* [Task description]: Reproduce exactly the line with "is already registered." and the lines after it. Stop at the last line of the data and include nothing else.

* [Record set]:

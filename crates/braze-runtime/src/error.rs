//! Runtime error types.

use thiserror::Error;

use crate::config::ConfigError;

/// Errors that can occur during runtime operations.
#[derive(Error, Debug)]
pub enum RuntimeError {
    /// Configuration loading or validation failed.
    #[error("Configuration error: {0}")]
    Config(#[from] ConfigError),

    /// A plugin with the same name is already registered.
    #[error("Duplicate plugin: {0}")]
    DuplicatePlugin(String),

    /// A plugin's init returned an error.
    #[error("Plugin '{plugin}' failed to initialize")]
    PluginInit {
        plugin: String,
        #[source]
        source: Box<dyn std::error::Error + Send + Sync>,
    },
}

/// Result type for runtime operations.
pub type RuntimeResult<T> = Result<T, RuntimeError>;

* [Written solution]:
    /// A plugin with the same name is already registered.
    #[error("Duplicate plugin: {0}")]
    DuplicatePlugin(String),

    /// A plugin's init returned an error.
    #[error("Plugin '{plugin}' failed to initialize")]
    PluginInit {
        plugin: String,
        #[source]
        source: Box<dyn std::error::Error + Send + Sync>,
    },
}

/// Result type for runtime operations.
pub type RuntimeResult<T> = Result<T, RuntimeError>;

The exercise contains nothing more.